MATERIAL FOR THIS TASK section start

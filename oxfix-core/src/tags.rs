/******************************************************************************
   Author: Joaquín Béjar García
   Email: jb@taunais.com
   Date: 27/1/26
******************************************************************************/

//! Session-layer field tags and message types.
//!
//! This module provides:
//! - Tag constants for every field the session layer reads or writes
//! - [`MsgType`]: session-level message type classification
//! - Header/trailer tag routing used by the codec

use serde::{Deserialize, Serialize};
use std::convert::Infallible;
use std::fmt;
use std::str::FromStr;

/// BeginString (FIX version marker).
pub const BEGIN_STRING: u32 = 8;
/// BodyLength.
pub const BODY_LENGTH: u32 = 9;
/// CheckSum.
pub const CHECK_SUM: u32 = 10;
/// BeginSeqNo on a ResendRequest.
pub const BEGIN_SEQ_NO: u32 = 7;
/// EndSeqNo on a ResendRequest (0 means "through last sent").
pub const END_SEQ_NO: u32 = 16;
/// MsgSeqNum.
pub const MSG_SEQ_NUM: u32 = 34;
/// MsgType.
pub const MSG_TYPE: u32 = 35;
/// NewSeqNo on a SequenceReset.
pub const NEW_SEQ_NO: u32 = 36;
/// PossDupFlag.
pub const POSS_DUP_FLAG: u32 = 43;
/// RefSeqNum on a Reject.
pub const REF_SEQ_NUM: u32 = 45;
/// SenderCompID.
pub const SENDER_COMP_ID: u32 = 49;
/// SenderSubID.
pub const SENDER_SUB_ID: u32 = 50;
/// SendingTime.
pub const SENDING_TIME: u32 = 52;
/// TargetCompID.
pub const TARGET_COMP_ID: u32 = 56;
/// TargetSubID.
pub const TARGET_SUB_ID: u32 = 57;
/// Text.
pub const TEXT: u32 = 58;
/// PossResend.
pub const POSS_RESEND: u32 = 97;
/// EncryptMethod on a Logon.
pub const ENCRYPT_METHOD: u32 = 98;
/// HeartBtInt on a Logon.
pub const HEART_BT_INT: u32 = 108;
/// TestReqID on a TestRequest or echoing Heartbeat.
pub const TEST_REQ_ID: u32 = 112;
/// OnBehalfOfCompID.
pub const ON_BEHALF_OF_COMP_ID: u32 = 115;
/// DeliverToCompID.
pub const DELIVER_TO_COMP_ID: u32 = 128;
/// OrigSendingTime on a possible-duplicate message.
pub const ORIG_SENDING_TIME: u32 = 122;
/// GapFillFlag on a SequenceReset.
pub const GAP_FILL_FLAG: u32 = 123;
/// ResetSeqNumFlag on a Logon.
pub const RESET_SEQ_NUM_FLAG: u32 = 141;
/// SenderLocationID.
pub const SENDER_LOCATION_ID: u32 = 142;
/// TargetLocationID.
pub const TARGET_LOCATION_ID: u32 = 143;
/// LastMsgSeqNumProcessed.
pub const LAST_MSG_SEQ_NUM_PROCESSED: u32 = 369;
/// RefTagID on a Reject.
pub const REF_TAG_ID: u32 = 371;
/// RefMsgType on a Reject.
pub const REF_MSG_TYPE: u32 = 372;
/// SessionRejectReason on a Reject.
pub const SESSION_REJECT_REASON: u32 = 373;
/// BusinessRejectRefID on a BusinessMessageReject.
pub const BUSINESS_REJECT_REF_ID: u32 = 379;
/// BusinessRejectReason on a BusinessMessageReject.
pub const BUSINESS_REJECT_REASON: u32 = 380;
/// DefaultApplVerID on a FIXT Logon.
pub const DEFAULT_APPL_VER_ID: u32 = 1137;

/// Standard header tags (FIX 4.x standard header).
const HEADER_TAGS: &[u32] = &[
    BEGIN_STRING,
    BODY_LENGTH,
    MSG_TYPE,
    MSG_SEQ_NUM,
    POSS_DUP_FLAG,
    POSS_RESEND,
    SENDER_COMP_ID,
    SENDER_SUB_ID,
    SENDER_LOCATION_ID,
    SENDING_TIME,
    TARGET_COMP_ID,
    TARGET_SUB_ID,
    TARGET_LOCATION_ID,
    ON_BEHALF_OF_COMP_ID,
    DELIVER_TO_COMP_ID,
    ORIG_SENDING_TIME,
    LAST_MSG_SEQ_NUM_PROCESSED,
];

/// Standard trailer tags (SignatureLength, Signature, CheckSum).
const TRAILER_TAGS: &[u32] = &[89, 93, CHECK_SUM];

/// Returns true if the tag belongs to the standard message header.
#[inline]
#[must_use]
pub fn is_header_tag(tag: u32) -> bool {
    HEADER_TAGS.contains(&tag)
}

/// Returns true if the tag belongs to the standard message trailer.
#[inline]
#[must_use]
pub fn is_trailer_tag(tag: u32) -> bool {
    TRAILER_TAGS.contains(&tag)
}

/// Session-level classification of FIX message types.
///
/// The administrative types are the ones the session layer acts on;
/// everything else passes through to the application as
/// [`MsgType::Application`].
#[derive(Debug, Clone, PartialEq, Eq, Hash, Serialize, Deserialize, Default)]
pub enum MsgType {
    /// Heartbeat (0).
    #[default]
    Heartbeat,
    /// Test Request (1).
    TestRequest,
    /// Resend Request (2).
    ResendRequest,
    /// Reject (3).
    Reject,
    /// Sequence Reset (4).
    SequenceReset,
    /// Logout (5).
    Logout,
    /// Logon (A).
    Logon,
    /// Business Message Reject (j).
    BusinessMessageReject,
    /// Application-level message, carried but not interpreted.
    Application(String),
}

impl FromStr for MsgType {
    type Err = Infallible;

    fn from_str(s: &str) -> Result<Self, Self::Err> {
        Ok(match s {
            "0" => Self::Heartbeat,
            "1" => Self::TestRequest,
            "2" => Self::ResendRequest,
            "3" => Self::Reject,
            "4" => Self::SequenceReset,
            "5" => Self::Logout,
            "A" => Self::Logon,
            "j" => Self::BusinessMessageReject,
            other => Self::Application(other.to_string()),
        })
    }
}

impl MsgType {
    /// Returns the wire representation of this message type.
    #[must_use]
    pub fn as_str(&self) -> &str {
        match self {
            Self::Heartbeat => "0",
            Self::TestRequest => "1",
            Self::ResendRequest => "2",
            Self::Reject => "3",
            Self::SequenceReset => "4",
            Self::Logout => "5",
            Self::Logon => "A",
            Self::BusinessMessageReject => "j",
            Self::Application(s) => s.as_str(),
        }
    }

    /// Returns true if this is an administrative message handled by the
    /// session layer.
    #[must_use]
    pub fn is_admin(&self) -> bool {
        !matches!(self, Self::Application(_))
    }

    /// Returns true if this is an application message.
    #[must_use]
    pub fn is_app(&self) -> bool {
        !self.is_admin()
    }
}

impl fmt::Display for MsgType {
    fn fmt(&self, f: &mut fmt::Formatter<'_>) -> fmt::Result {
        write!(f, "{}", self.as_str())
    }
}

MATERIAL FOR THIS TASK section end

Write the material above out in full, exactly as it reads.

OUTPUT BELOW:
filename oxfix-core/src/tags.rs
/******************************************************************************
   Author: Joaquín Béjar García
   Email: jb@taunais.com
   Date: 27/1/26
******************************************************************************/

//! Session-layer field tags and message types.
//!
//! This module provides:
//! - Tag constants for every field the session layer reads or writes
//! - [`MsgType`]: session-level message type classification
//! - Header/trailer tag routing used by the codec

use serde::{Deserialize, Serialize};
use std::convert::Infallible;
use std::fmt;
use std::str::FromStr;

/// BeginString (FIX version marker).
pub const BEGIN_STRING: u32 = 8;
/// BodyLength.
pub const BODY_LENGTH: u32 = 9;
/// CheckSum.
pub const CHECK_SUM: u32 = 10;
/// BeginSeqNo on a ResendRequest.
pub const BEGIN_SEQ_NO: u32 = 7;
/// EndSeqNo on a ResendRequest (0 means "through last sent").
pub const END_SEQ_NO: u32 = 16;
/// MsgSeqNum.
pub const MSG_SEQ_NUM: u32 = 34;
/// MsgType.
pub const MSG_TYPE: u32 = 35;
/// NewSeqNo on a SequenceReset.
pub const NEW_SEQ_NO: u32 = 36;
/// PossDupFlag.
pub const POSS_DUP_FLAG: u32 = 43;
/// RefSeqNum on a Reject.
pub const REF_SEQ_NUM: u32 = 45;
/// SenderCompID.
pub const SENDER_COMP_ID: u32 = 49;
/// SenderSubID.
pub const SENDER_SUB_ID: u32 = 50;
/// SendingTime.
pub const SENDING_TIME: u32 = 52;
/// TargetCompID.
pub const TARGET_COMP_ID: u32 = 56;
/// TargetSubID.
pub const TARGET_SUB_ID: u32 = 57;
/// Text.
pub const TEXT: u32 = 58;
/// PossResend.
pub const POSS_RESEND: u32 = 97;
/// EncryptMethod on a Logon.
pub const ENCRYPT_METHOD: u32 = 98;
/// HeartBtInt on a Logon.
pub const HEART_BT_INT: u32 = 108;
/// TestReqID on a TestRequest or echoing Heartbeat.
pub const TEST_REQ_ID: u32 = 112;
/// OnBehalfOfCompID.
pub const ON_BEHALF_OF_COMP_ID: u32 = 115;
/// DeliverToCompID.
pub const DELIVER_TO_COMP_ID: u32 = 128;
/// OrigSendingTime on a possible-duplicate message.
pub const ORIG_SENDING_TIME: u32 = 122;
/// GapFillFlag on a SequenceReset.
pub const GAP_FILL_FLAG: u32 = 123;
/// ResetSeqNumFlag on a Logon.
pub const RESET_SEQ_NUM_FLAG: u32 = 141;
/// SenderLocationID.
pub const SENDER_LOCATION_ID: u32 = 142;
/// TargetLocationID.
pub const TARGET_LOCATION_ID: u32 = 143;
/// LastMsgSeqNumProcessed.
pub const LAST_MSG_SEQ_NUM_PROCESSED: u32 = 369;
/// RefTagID on a Reject.
pub const REF_TAG_ID: u32 = 371;
/// RefMsgType on a Reject.
pub const REF_MSG_TYPE: u32 = 372;
/// SessionRejectReason on a Reject.
pub const SESSION_REJECT_REASON: u32 = 373;
/// BusinessRejectRefID on a BusinessMessageReject.
pub const BUSINESS_REJECT_REF_ID: u32 = 379;
/// BusinessRejectReason on a BusinessMessageReject.
pub const BUSINESS_REJECT_REASON: u32 = 380;
/// DefaultApplVerID on a FIXT Logon.
pub const DEFAULT_APPL_VER_ID: u32 = 1137;

/// Standard header tags (FIX 4.x standard header).
const HEADER_TAGS: &[u32] = &[
    BEGIN_STRING,
    BODY_LENGTH,
    MSG_TYPE,
    MSG_SEQ_NUM,
    POSS_DUP_FLAG,
    POSS_RESEND,
    SENDER_COMP_ID,
    SENDER_SUB_ID,
    SENDER_LOCATION_ID,
    SENDING_TIME,
    TARGET_COMP_ID,
    TARGET_SUB_ID,
    TARGET_LOCATION_ID,
    ON_BEHALF_OF_COMP_ID,
    DELIVER_TO_COMP_ID,
    ORIG_SENDING_TIME,
    LAST_MSG_SEQ_NUM_PROCESSED,
];

/// Standard trailer tags (SignatureLength, Signature, CheckSum).
const TRAILER_TAGS: &[u32] = &[89, 93, CHECK_SUM];

/// Returns true if the tag belongs to the standard message header.
#[inline]
#[must_use]
pub fn is_header_tag(tag: u32) -> bool {
    HEADER_TAGS.contains(&tag)
}

/// Returns true if the tag belongs to the standard message trailer.
#[inline]
#[must_use]
pub fn is_trailer_tag(tag: u32) -> bool {
    TRAILER_TAGS.contains(&tag)
}

/// Session-level classification of FIX message types.
///
/// The administrative types are the ones the session layer acts on;
/// everything else passes through to the application as
/// [`MsgType::Application`].
#[derive(Debug, Clone, PartialEq, Eq, Hash, Serialize, Deserialize, Default)]
pub enum MsgType {
    /// Heartbeat (0).
    #[default]
    Heartbeat,
    /// Test Request (1).
    TestRequest,
    /// Resend Request (2).
    ResendRequest,
    /// Reject (3).
    Reject,
    /// Sequence Reset (4).
    SequenceReset,
    /// Logout (5).
    Logout,
    /// Logon (A).
    Logon,
    /// Business Message Reject (j).
    BusinessMessageReject,
    /// Application-level message, carried but not interpreted.
    Application(String),
}

impl FromStr for MsgType {
    type Err = Infallible;

    fn from_str(s: &str) -> Result<Self, Self::Err> {
        Ok(match s {
            "0" => Self::Heartbeat,
            "1" => Self::TestRequest,
            "2" => Self::ResendRequest,
            "3" => Self::Reject,
            "4" => Self::SequenceReset,
            "5" => Self::Logout,
            "A" => Self::Logon,
            "j" => Self::BusinessMessageReject,
            other => Self::Application(other.to_string()),
        })
    }
}

impl MsgType {
    /// Returns the wire representation of this message type.
    #[must_use]
    pub fn as_str(&self) -> &str {
        match self {
            Self::Heartbeat => "0",
            Self::TestRequest => "1",
            Self::ResendRequest => "2",
            Self::Reject => "3",
            Self::SequenceReset => "4",
            Self::Logout => "5",
            Self::Logon => "A",
            Self::BusinessMessageReject => "j",
            Self::Application(s) => s.as_str(),
        }
    }

    /// Returns true if this is an administrative message handled by the
    /// session layer.
    #[must_use]
    pub fn is_admin(&self) -> bool {
        !matches!(self, Self::Application(_))
    }

    /// Returns true if this is an application message.
    #[must_use]
    pub fn is_app(&self) -> bool {
        !self.is_admin()
    }
}

impl fmt::Display for MsgType {
    fn fmt(&self, f: &mut fmt::Formatter<'_>) -> fmt::Result {
        write!(f, "{}", self.as_str())
    }
}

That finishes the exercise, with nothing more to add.